# woven labels manufacturers?



## yavosa (Jun 20, 2008)

hi,
im looking for a quality woven labels manufacturer in the usa....
i prefer him to be located in ohio area.....and columbus if being specific.

thanks.


----------



## shersher (Jul 25, 2007)

this company is in canada, they get a lot of business

www.laven.com


----------



## Rodney (Nov 3, 2004)

Check here: label vendors related topics at T-Shirt Forums


----------



## GTAS (Sep 5, 2008)

yavosa said:


> hi,
> im looking for a quality woven labels manufacturer in the usa....
> i prefer him to be located in ohio area.....and columbus if being specific.
> 
> thanks.


Be realistic, I don't think there is any woven label factory in you area, but you can find some middle man to help you sourcing out.

Good Luck!


----------



## Clothing Labels (Apr 23, 2010)

Understand that for woven labels, manufacturing facilities have all been but entirely outsourced. In fact 95%---yes, 95%---of all texile factories have been closed in the US. Hope we can reverse this.

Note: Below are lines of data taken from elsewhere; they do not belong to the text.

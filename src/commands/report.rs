//! Report command implementation.
//!
//! The report command:
//! 1. Discovers bamPEFragmentSize logs
//! 2. Parses and merges per-sample histograms
//! 3. Writes the HTML report and JSON export

use super::models::ReportArgs;
use crate::aggregator::FragmentSizeModule;
use crate::host::{FsLogFinder, NameCleaner};
use crate::output::{write_histograms_json, HtmlReport};
use crate::parser::schema::{HistogramSummary, SampleHistograms};
use anyhow::{Context, Result};
use log::{info, warn};
use std::time::Instant;

/// Execute the report command
///
/// **Public** - main entry point called from main.rs
///
/// # Returns
/// Number of samples found
///
/// # Errors
/// * Missing search paths
/// * Section registration failures
/// * File write errors
pub fn execute_report(args: &ReportArgs) -> Result<usize> {
    let start_time = Instant::now();

    info!("Step 1/3: Searching {} path(s) for logs...", args.search_paths.len());
    let finder = FsLogFinder::new(args.search_paths.iter().cloned())
        .with_max_file_size(args.max_file_size);
    let cleaner = NameCleaner::new().with_prepend_dirs(args.prepend_dirs);

    info!("Step 2/3: Parsing fragment size distributions...");
    let mut report = HtmlReport::new();
    let mut module = FragmentSizeModule::new(cleaner);
    let count = module
        .parse_all_logs(&finder, &mut report)
        .context("Failed to parse bamPEFragmentSize logs")?;

    if count == 0 {
        warn!("No bamPEFragmentSize samples found");
    }

    info!("Step 3/3: Writing output files...");
    if let Some(json_path) = &args.output_json {
        write_histograms_json(module.data(), json_path)
            .context("Failed to write histogram JSON")?;
        info!("✓ Histograms written to: {}", json_path.display());
    }

    if let Some(html_path) = &args.output_html {
        if count > 0 {
            report.write(html_path)
                .context("Failed to write HTML report")?;
            info!("✓ Report written to: {}", html_path.display());
        } else {
            info!("Skipping HTML report (no sections)");
        }
    }

    if args.print_summary {
        println!("{}", format_summary(module.data()));
    }

    let elapsed = start_time.elapsed();
    info!("Report completed in {:.2}s", elapsed.as_secs_f64());

    Ok(count)
}

/// Validate report arguments
///
/// **Public** - can be called before execute_report for early validation
pub fn validate_args(args: &ReportArgs) -> Result<()> {
    if args.search_paths.is_empty() {
        anyhow::bail!("At least one search path is required");
    }

    for path in &args.search_paths {
        if !path.exists() {
            anyhow::bail!("Search path does not exist: {}", path.display());
        }
    }

    if args.max_file_size == 0 {
        anyhow::bail!("max_file_size must be greater than 0");
    }

    if args.output_html.is_none() && args.output_json.is_none() && !args.print_summary {
        anyhow::bail!("Nothing to do: enable at least one of HTML output, JSON output or summary");
    }

    Ok(())
}

/// Tabular per-sample summary
///
/// **Public** - shared with the validate command
pub fn format_summary(data: &SampleHistograms) -> String {
    let mut lines = Vec::new();
    lines.push(format!(
        "{:<30} {:>12} {:>8} {:>8} {:>10} {:>8}",
        "Sample", "Fragments", "Min", "Max", "Mean", "Mode"
    ));

    for (s_name, histogram) in data {
        match HistogramSummary::from_histogram(histogram) {
            Some(summary) => lines.push(format!(
                "{:<30} {:>12} {:>8} {:>8} {:>10.1} {:>8}",
                s_name,
                summary.total_fragments,
                summary.min_size,
                summary.max_size,
                summary.mean_size,
                summary.modal_size
            )),
            None => lines.push(format!("{:<30} {:>12}", s_name, 0)),
        }
    }

    lines.push(format!("{} sample(s)", data.len()));
    lines.join("\n")
}
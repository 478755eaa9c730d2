//! Data types produced by the fragment size parser.
//!
//! Histograms are keyed by size so iteration (and JSON output) is ordered.

use serde::{Deserialize, Serialize};
use std::collections::BTreeMap;

/// Fragment size (bp) -> number of fragments observed at that size
pub type Histogram = BTreeMap<u64, u64>;

/// Sample name -> fragment size histogram
pub type SampleHistograms = BTreeMap<String, Histogram>;

/// Result of parsing a single log file
#[derive(Debug, Clone, Default, PartialEq, Eq)]
pub struct ParsedFile {
    /// Histograms found in this file only
    pub samples: SampleHistograms,

    /// Data rows dropped because they were malformed
    pub skipped_rows: usize,
}

impl ParsedFile {
    pub fn is_empty(&self) -> bool {
        self.samples.is_empty()
    }
}

/// JSON export envelope for merged histograms
#[derive(Debug, Clone, Serialize, Deserialize)]
pub struct HistogramExport {
    /// Schema version for compatibility checking
    pub version: String,

    /// Timestamp when the export was generated
    pub generated_at: String,

    /// Merged per-sample histograms
    pub samples: SampleHistograms,
}

/// Summary numbers for one sample histogram
#[derive(Debug, Clone, Copy, PartialEq)]
pub struct HistogramSummary {
    pub total_fragments: u64,
    pub min_size: u64,
    pub max_size: u64,
    pub mean_size: f64,
    pub modal_size: u64,
}

impl HistogramSummary {
    /// Summarise a histogram, `None` when it holds no fragments
    pub fn from_histogram(histogram: &Histogram) -> Option<Self> {
        let total_fragments = histogram.values().fold(0u64, |acc, c| acc.saturating_add(*c));
        if total_fragments == 0 {
            return None;
        }

        let min_size = *histogram.keys().next()?;
        let max_size = *histogram.keys().next_back()?;
        let weighted: f64 = histogram
            .iter()
            .map(|(size, count)| *size as f64 * *count as f64)
            .sum();
        // Ties resolve to the smallest size
        let modal_size = histogram
            .iter()
            .fold((0u64, 0u64), |best, (size, count)| {
                if *count > best.1 { (*size, *count) } else { best }
            })
            .0;

        Some(Self {
            total_fragments,
            min_size,
            max_size,
            mean_size: weighted / total_fragments as f64,
            modal_size,
        })
    }
}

There are some US based printed tag manufacturers, because the industry is not quite untilize the heavy industry infrastructure that woven does. 

You will have to find a broker---find one that has a phone number---and doesn't just try to push for total email communication. Make sure your art work is loom ready---and has straight, even lines. make sure you plan at least 3 weeks in advance.

Hope this helps!
mary


----------



## Donp25 (Mar 22, 2007)

Try STADRIEMBLEMS.COM | Embroidered Patches or WOVEN PATCHES AND WOVEN LABELS | wovenpatches.com


----------



## MarLai (Aug 14, 2008)

Check out Cruz Label - they are based out of California - not sure if they actually manufacture their product in the USA though.


----------



## muneca (Sep 30, 2008)

mmmmmmmmmmmmmmmmmmm....


----------



## ros74 (Nov 13, 2007)

We love to keep the business in the US but unfortunately, most manufacturing of textiles has left the country. 

But the good news is there are actually many intermediate companies, some better than others in terms of the quality of their products, customer service, communication and prices, to choose from.

Make sure you get a knowledgeable and helpful one, and one that will help you with your design and the right choice of labels, and not just close the sale, as the ultimate objective should be to get the best quality product that will fit your products and you budget best.


----------